The demand for providing multicast services in cellular networks is continuously and fastly increasing. In this work, we propose a non-orthogonal transmission framework based on layered-division multiplexing (LDM) to support multicast and unicast services concurrently in cooperative multi-cell cellular networks with limited backhaul capacity. We adopt a two-layer LDM structure where the first layer is intended for multicast services, the second layer is for unicast services, and the two layers are superposed with different beamformers. Each user decodes the multicast message first, subtracts it, and then decodes its dedicated unicast message. We formulate a joint multicast and unicast beamforming problem with adaptive base station clustering that aims to maximize the weighted sum of the multicast rate and the unicast rate under per-BS power and backhaul constraints. To solve the problem, we first develop a branch-and-bound algorithm to find its global optimum. We then reformulate the problem as a sparse beamforming problem and propose a low-complexity algorithm based on convex-concave procedure.
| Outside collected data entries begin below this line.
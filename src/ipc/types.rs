use std::path::PathBuf;

use rusqlite::Connection;
use serde::Deserialize;

#[derive(Debug, Deserialize, Clone)]
pub struct Request {
    pub id: String,
    pub method: String,
    #[serde(default)]
    pub params: serde_json::Value,
}

/// Per-process state handed to every handler; there are no global clients.
#[derive(Default)]
pub struct AppState {
    pub workspace: Option<PathBuf>,
    pub db: Option<Connection>,
}
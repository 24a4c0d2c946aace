use crate::db;
use crate::ipc::error::{err, ok};
use crate::ipc::types::{AppState, Request};
use serde_json::json;
use std::path::PathBuf;

fn handle_health(state: &mut AppState, req: &Request) -> serde_json::Value {
    ok(
        &req.id,
        json!({
            "version": env!("CARGO_PKG_VERSION"),
            "workspacePath": state.workspace.as_ref().map(|p| p.to_string_lossy().to_string())
        }),
    )
}

fn handle_workspace_select(state: &mut AppState, req: &Request) -> serde_json::Value {
    let p = req
        .params
        .get("path")
        .and_then(|v| v.as_str())
        .map(PathBuf::from);
    let Some(path) = p else {
        return err(&req.id, "bad_params", "missing params.path", None);
    };

    match db::open_db(&path) {
        Ok(conn) => {
            tracing::info!(workspace = %path.display(), "workspace opened");
            state.workspace = Some(path.clone());
            state.db = Some(conn);
            ok(&req.id, json!({ "workspacePath": path.to_string_lossy() }))
        }
        Err(e) => {
            tracing::error!(workspace = %path.display(), error = ?e, "failed to open workspace");
            err(&req.id, "db_open_failed", format!("{e:?}"), None)
        }
    }
}

pub fn try_handle(state: &mut AppState, req: &Request) -> Option<serde_json::Value> {
    match req.method.as_str() {
        "health" => Some(handle_health(state, req)),
        "workspace.select" => Some(handle_workspace_select(state, req)),
        _ => None,
    }
}
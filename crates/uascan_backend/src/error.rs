//! Error types for the backend gateway

use thiserror::Error;

/// Backend gateway error type
#[derive(Error, Debug)]
pub enum BackendError {
    #[error("HTTP error: {0}")]
    Http(#[from] reqwest::Error),

    #[error("Backend returned {status} for {operation}: {body}")]
    Status {
        operation: &'static str,
        status: u16,
        body: String,
    },

    #[error("Decode error in {operation}: {message}")]
    Decode {
        operation: &'static str,
        message: String,
    },

    #[error("Config error: {0}")]
    Config(String),

    /// Injected by the in-memory backend to simulate an outage.
    #[error("Backend unavailable: {0}")]
    Unavailable(String),
}

impl BackendError {
    /// Whether retrying the same call may succeed.
    pub fn is_transient(&self) -> bool {
        match self {
            BackendError::Http(e) => !e.is_builder() && !e.is_decode(),
            BackendError::Status { status, .. } => *status >= 500 || *status == 429,
            BackendError::Unavailable(_) => true,
            BackendError::Decode { .. } | BackendError::Config(_) => false,
        }
    }
}

/// Result type alias
pub type Result<T> = std::result::Result<T, BackendError>;
//! Composite value expansion
//!
//! A node whose declared type is structured carries an extension object. Each
//! member field with a primitive kind becomes a virtual record owned by the
//! real node, keyed `<parent identifier>.<field name>`.

use uascan_protocol::{ExtensionObject, NodeId, NodeUpsert};

use crate::classify::classify;

/// Virtual records for the fields of `value`, in field order.
///
/// `parent` is the real node's record; path, access flags and timestamp are
/// inherited from it. Fields without a primitive kind are skipped.
pub fn expand(parent: &NodeUpsert, value: &ExtensionObject) -> Vec<NodeUpsert> {
    let parent_id = NodeId::new(parent.identifier.as_str());
    value
        .fields
        .iter()
        .filter_map(|field| {
            let Some(kind) = classify(&field.value) else {
                tracing::debug!(
                    node = %parent.identifier,
                    field = %field.name,
                    "Skipping unclassifiable field"
                );
                return None;
            };
            Some(NodeUpsert {
                server_id: parent.server_id,
                identifier: parent_id.field_identifier(&field.name),
                display_name: field.name.clone(),
                path: parent.path.clone(),
                readable: parent.readable,
                writable: parent.writable,
                data_type: kind.wire_tag().to_string(),
                checked_at: parent.checked_at,
                is_virtual: true,
                parent_identifier: Some(parent.identifier.clone()),
            })
        })
        .collect()
}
Simulation results demonstrate the significant superiority of the proposed LDM-based non-orthogonal scheme over orthogonal schemes in terms of the achievable multicast-unicast rate region.
Index TermsLayered-division multiplexing (LDM), non-orthogonal multicast and unicast transmission, branch-and-bound (BB), sparse beamforming, convex-concave procedure (CCP).
I. INTRODUCTIONThe broadcast nature of the wireless medium makes multicasting an efficient point-to-multipoint communication mechanism to deliver a same content concurrently to multiple interested users or devices. Recently, multicast services have been gaining increasing interests in cellular networks due to emerging applications such as live video streaming, venue casting, proactive multimedia content pushing, software updates, and public group communications [2]. In conventional cellular networks, multicast services have been allocated different time or frequency resources from those allocated to unicast services and adopt single-frequency network (SFN) transmission, as in the 3GPP specifications known as LTE-multicast [3]. However, such orthogonal resource sharing and transmission scheme has low spectrum efficiency and can significantly degrade the performance of the existing unicast services. Techniques that allow cellular networks to carry multicast and unicast services jointly in a more spectrum-efficient way are highly desirable. There are also many practical scenarios where a user needs to receive both multicast and unicast signals at the same time. For example, the network operator would like to offer multicast services like proactive content pushing, automatic software updates, and public group announcements to its subscribers without interrupting their on-going unicast services. Content providers can also embed personalized information (e.g., preferred subtitles and targeted advertisements) via unicast transmission along the multicast-based video streami...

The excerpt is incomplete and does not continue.